**WHAT THE TASK ASKS**
Search the records for the string "indicator", and show each line where it appears.
━━━
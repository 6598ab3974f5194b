use ratatui::Frame;
use ratatui::layout::{Alignment, Rect};
use ratatui::style::{Modifier, Style};
use ratatui::text::{Line, Span};
use ratatui::widgets::{Block, BorderType, Borders, Clear, Padding, Paragraph, Wrap};

use ubers_engine::screens::{DECLINE_PROMPT, MIN_SIGNATURE_CHARS, SignPhase, SignScreen};

use crate::shared::{
    Card, DrawContext, blank, button, centered, footer, key_hint, render_card, wrapped_height,
};

const FIELD_WIDTH: usize = 40;
const PLACEHOLDER: &str = "DIGITE SEU NOME COMPLETO";
const WARNING: &str = "Sua assinatura será registrada permanentemente no sistema. Certifique-se de que está pronto para prosseguir.";

pub(crate) fn draw(frame: &mut Frame, screen: &SignScreen, area: Rect, ctx: &DrawContext) {
    let palette = &ctx.palette;
    let glyphs = &ctx.glyphs;
    let mut lines = Vec::new();

    if screen.phase() == SignPhase::Intro {
        lines.push(blank());
        lines.push(Line::from(Span::styled(
            "A MESA ESTÁ POSTA.",
            Style::default()
                .fg(palette.gold)
                .add_modifier(Modifier::BOLD),
        )));
        lines.push(blank());
    } else {
        lines.push(Line::from(Span::styled(
            "ÚLTIMO PASSO",
            Style::default()
                .fg(palette.text_primary)
                .add_modifier(Modifier::BOLD),
        )));
        lines.push(blank());

        let indicator = if screen.can_sign() {
            Style::default().fg(palette.gold)
        } else {
            Style::default().fg(palette.text_dim)
        };
        lines.push(Line::from(vec![
            Span::styled(format!("{} ", glyphs.bullet), indicator),
            Span::styled("ASSINATURA DIGITAL", Style::default().fg(palette.text_dim)),
        ]));
        lines.push(signature_field(ctx, screen));

        if screen.warning_visible() {
            lines.push(Line::from(Span::styled(
                WARNING,
                Style::default()
                    .fg(palette.gold_soft)
                    .add_modifier(Modifier::ITALIC),
            )));
        }
        lines.push(blank());

        let count = screen.name_len();
        let (badge, badge_style) = if screen.can_sign() {
            (
                format!("{} PRONTO PARA ASSINAR", glyphs.check),
                Style::default()
                    .fg(palette.gold)
                    .add_modifier(Modifier::BOLD),
            )
        } else {
            (
                format!("{} INCOMPLETO", glyphs.cross),
                Style::default().fg(palette.text_dim),
            )
        };
        lines.push(Line::from(vec![
            Span::styled(
                format!("{count}/{MIN_SIGNATURE_CHARS} CARACTERES MÍNIMOS   "),
                Style::default().fg(palette.text_dim),
            ),
            Span::styled(badge, badge_style),
        ]));
        lines.push(blank());
        lines.push(button(ctx, "CONFIRMAR ASSINATURA", screen.can_sign()));
        lines.push(Line::from(Span::styled(
            "RECUSAR CONTRATO E SAIR",
            Style::default()
                .fg(palette.text_dim)
                .add_modifier(Modifier::UNDERLINED),
        )));
        lines.push(blank());
        lines.push(key_hint(
            ctx,
            &[("Enter", "assinar"), ("Esc", "recusar")],
        ));
    }

    lines.push(blank());
    lines.push(footer(
        ctx,
        &[
            format!("SESSÃO {}", screen.stamp().short_code()),
            format!("ÚLTIMA ATUALIZAÇÃO: {}", screen.stamp().time()),
        ],
    ));

    render_card(
        frame,
        area,
        Card {
            header_left: "// UBERS • FINAL STEP",
            header_right: "ASSINATURA REQUERIDA".to_string(),
            lines,
        },
        ctx,
        screen.shake(),
    );

    if screen.is_confirming() {
        draw_decline_prompt(frame, area, ctx);
    }
}

fn signature_field<'a>(ctx: &DrawContext, screen: &'a SignScreen) -> Line<'a> {
    let palette = &ctx.palette;
    let border = Style::default().fg(palette.gold_dark);
    let (text, style) = if screen.name().is_empty() {
        (
            PLACEHOLDER.to_string(),
            Style::default().fg(palette.text_dim),
        )
    } else {
        (
            format!("{}_", screen.name()),
            Style::default()
                .fg(palette.text_primary)
                .add_modifier(Modifier::BOLD),
        )
    };
    let pad = FIELD_WIDTH.saturating_sub(text.chars().count());
    Line::from(vec![
        Span::styled("[ ", border),
        Span::styled(text, style),
        Span::raw(" ".repeat(pad)),
        Span::styled(" ]", border),
    ])
}

fn draw_decline_prompt(frame: &mut Frame, area: Rect, ctx: &DrawContext) {
    let palette = &ctx.palette;
    let lines = vec![
        Line::from(Span::styled(
            DECLINE_PROMPT,
            Style::default().fg(palette.text_primary),
        )),
        blank(),
        key_hint(ctx, &[("S", "sim"), ("N", "não")]),
    ];
    let width = 52.min(area.width);
    let height = wrapped_height(&lines, width.saturating_sub(6)).saturating_add(4);
    let rect = centered(area, width, height);

    let block = Block::default()
        .borders(Borders::ALL)
        .border_type(BorderType::Rounded)
        .border_style(Style::default().fg(palette.danger))
        .style(Style::default().bg(palette.bg))
        .padding(Padding::new(2, 2, 1, 1))
        .title(Line::from(Span::styled(
            " RECUSAR CONTRATO ",
            Style::default()
                .fg(palette.danger)
                .add_modifier(Modifier::BOLD),
        )));

    frame.render_widget(Clear, rect);
    frame.render_widget(
        Paragraph::new(lines)
            .block(block)
            .alignment(Alignment::Center)
            .wrap(Wrap { trim: true }),
        rect,
    );
}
━━━
**RESPONSE TO THIS EXERCISE**
        let indicator = if screen.can_sign() {
            Span::styled(format!("{} ", glyphs.bullet), indicator),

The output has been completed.